**PROBLEM REQUIREMENTS:** Each line below must be set down exactly as it stands.

**EXERCISE INPUT:**
┄┄┄┄┄┄┄┄┄┄┄┄┄┄┄┄┄┄┄┄

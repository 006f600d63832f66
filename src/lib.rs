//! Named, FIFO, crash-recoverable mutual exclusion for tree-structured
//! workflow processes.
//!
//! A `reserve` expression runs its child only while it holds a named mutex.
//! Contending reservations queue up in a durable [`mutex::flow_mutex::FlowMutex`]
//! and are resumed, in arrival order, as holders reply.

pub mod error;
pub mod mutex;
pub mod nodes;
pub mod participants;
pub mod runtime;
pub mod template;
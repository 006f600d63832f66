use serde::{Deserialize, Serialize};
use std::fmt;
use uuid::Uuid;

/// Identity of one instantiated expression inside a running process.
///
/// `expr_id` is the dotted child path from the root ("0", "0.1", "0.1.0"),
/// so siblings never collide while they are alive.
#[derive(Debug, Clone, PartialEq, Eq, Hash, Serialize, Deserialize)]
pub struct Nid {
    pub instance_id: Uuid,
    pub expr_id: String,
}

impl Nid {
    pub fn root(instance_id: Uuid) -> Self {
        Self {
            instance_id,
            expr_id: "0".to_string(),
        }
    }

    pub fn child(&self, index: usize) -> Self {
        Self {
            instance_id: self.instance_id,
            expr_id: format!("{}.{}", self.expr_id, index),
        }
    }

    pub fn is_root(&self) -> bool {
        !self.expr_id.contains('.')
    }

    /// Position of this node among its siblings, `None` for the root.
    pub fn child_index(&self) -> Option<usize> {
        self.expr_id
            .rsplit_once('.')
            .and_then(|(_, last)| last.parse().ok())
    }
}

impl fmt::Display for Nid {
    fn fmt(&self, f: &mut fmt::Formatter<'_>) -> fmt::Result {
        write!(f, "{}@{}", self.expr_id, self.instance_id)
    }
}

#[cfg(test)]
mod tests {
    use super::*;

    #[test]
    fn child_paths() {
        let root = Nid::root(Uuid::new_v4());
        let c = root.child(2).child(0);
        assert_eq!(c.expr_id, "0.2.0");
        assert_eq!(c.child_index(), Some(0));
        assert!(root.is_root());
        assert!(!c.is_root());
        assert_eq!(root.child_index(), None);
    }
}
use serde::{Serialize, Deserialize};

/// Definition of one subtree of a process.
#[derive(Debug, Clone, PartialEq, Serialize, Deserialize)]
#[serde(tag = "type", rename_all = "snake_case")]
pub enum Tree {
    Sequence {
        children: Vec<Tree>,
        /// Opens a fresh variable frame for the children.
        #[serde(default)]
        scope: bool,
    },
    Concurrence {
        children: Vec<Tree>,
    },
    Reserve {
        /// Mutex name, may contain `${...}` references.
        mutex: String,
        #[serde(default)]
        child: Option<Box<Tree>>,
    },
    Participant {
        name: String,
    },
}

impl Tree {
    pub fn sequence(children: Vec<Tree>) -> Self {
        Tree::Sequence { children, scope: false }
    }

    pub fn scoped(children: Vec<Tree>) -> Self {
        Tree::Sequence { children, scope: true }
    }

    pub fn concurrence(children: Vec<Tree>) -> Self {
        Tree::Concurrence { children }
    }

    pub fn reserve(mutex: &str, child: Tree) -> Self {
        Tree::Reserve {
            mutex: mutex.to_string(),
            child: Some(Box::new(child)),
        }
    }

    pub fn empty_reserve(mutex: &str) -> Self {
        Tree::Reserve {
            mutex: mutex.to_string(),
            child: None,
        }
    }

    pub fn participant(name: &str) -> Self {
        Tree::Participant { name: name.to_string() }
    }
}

┄┄┄┄┄┄┄┄┄┄┄┄┄┄┄┄┄┄┄┄

**WRITTEN SOLUTION:**
repository 006f600d63832f66
filename src/lib.rs
//! Named, FIFO, crash-recoverable mutual exclusion for tree-structured
//! workflow processes.
//!
//! A `reserve` expression runs its child only while it holds a named mutex.
//! Contending reservations queue up in a durable [`mutex::flow_mutex::FlowMutex`]
//! and are resumed, in arrival order, as holders reply.

pub mod error;
pub mod mutex;
pub mod nodes;
pub mod participants;
pub mod runtime;
pub mod template;
repository 006f600d63832f66
use serde::{Deserialize, Serialize};
use std::fmt;
use uuid::Uuid;

/// Identity of one instantiated expression inside a running process.
///
/// `expr_id` is the dotted child path from the root ("0", "0.1", "0.1.0"),
/// so siblings never collide while they are alive.
#[derive(Debug, Clone, PartialEq, Eq, Hash, Serialize, Deserialize)]
pub struct Nid {
    pub instance_id: Uuid,
    pub expr_id: String,
}

impl Nid {
    pub fn root(instance_id: Uuid) -> Self {
        Self {
            instance_id,
            expr_id: "0".to_string(),
        }
    }

    pub fn child(&self, index: usize) -> Self {
        Self {
            instance_id: self.instance_id,
            expr_id: format!("{}.{}", self.expr_id, index),
        }
    }

    pub fn is_root(&self) -> bool {
        !self.expr_id.contains('.')
    }

    /// Position of this node among its siblings, `None` for the root.
    pub fn child_index(&self) -> Option<usize> {
        self.expr_id
            .rsplit_once('.')
            .and_then(|(_, last)| last.parse().ok())
    }
}

impl fmt::Display for Nid {
    fn fmt(&self, f: &mut fmt::Formatter<'_>) -> fmt::Result {
        write!(f, "{}@{}", self.expr_id, self.instance_id)
    }
}

#[cfg(test)]
mod tests {
    use super::*;

    #[test]
    fn child_paths() {
        let root = Nid::root(Uuid::new_v4());
        let c = root.child(2).child(0);
        assert_eq!(c.expr_id, "0.2.0");
        assert_eq!(c.child_index(), Some(0));
        assert!(root.is_root());
        assert!(!c.is_root());
        assert_eq!(root.child_index(), None);
    }
}
use serde::{Serialize, Deserialize};

/// Definition of one subtree of a process.
#[derive(Debug, Clone, PartialEq, Serialize, Deserialize)]
#[serde(tag = "type", rename_all = "snake_case")]
pub enum Tree {
    Sequence {
        children: Vec<Tree>,
        /// Opens a fresh variable frame for the children.
        #[serde(default)]
        scope: bool,
    },
    Concurrence {
        children: Vec<Tree>,
    },
    Reserve {
        /// Mutex name, may contain `${...}` references.
        mutex: String,
        #[serde(default)]
        child: Option<Box<Tree>>,
    },
    Participant {
        name: String,
    },
}

impl Tree {
    pub fn sequence(children: Vec<Tree>) -> Self {
        Tree::Sequence { children, scope: false }
    }

    pub fn scoped(children: Vec<Tree>) -> Self {
        Tree::Sequence { children, scope: true }
    }

    pub fn concurrence(children: Vec<Tree>) -> Self {
        Tree::Concurrence { children }
    }

    pub fn reserve(mutex: &str, child: Tree) -> Self {
        Tree::Reserve {
            mutex: mutex.to_string(),
            child: Some(Box::new(child)),
        }
    }

    pub fn empty_reserve(mutex: &str) -> Self {
        Tree::Reserve {
            mutex: mutex.to_string(),
            child: None,
        }
    }

    pub fn participant(name: &str) -> Self {
        Tree::Participant { name: name.to_string() }
    }
}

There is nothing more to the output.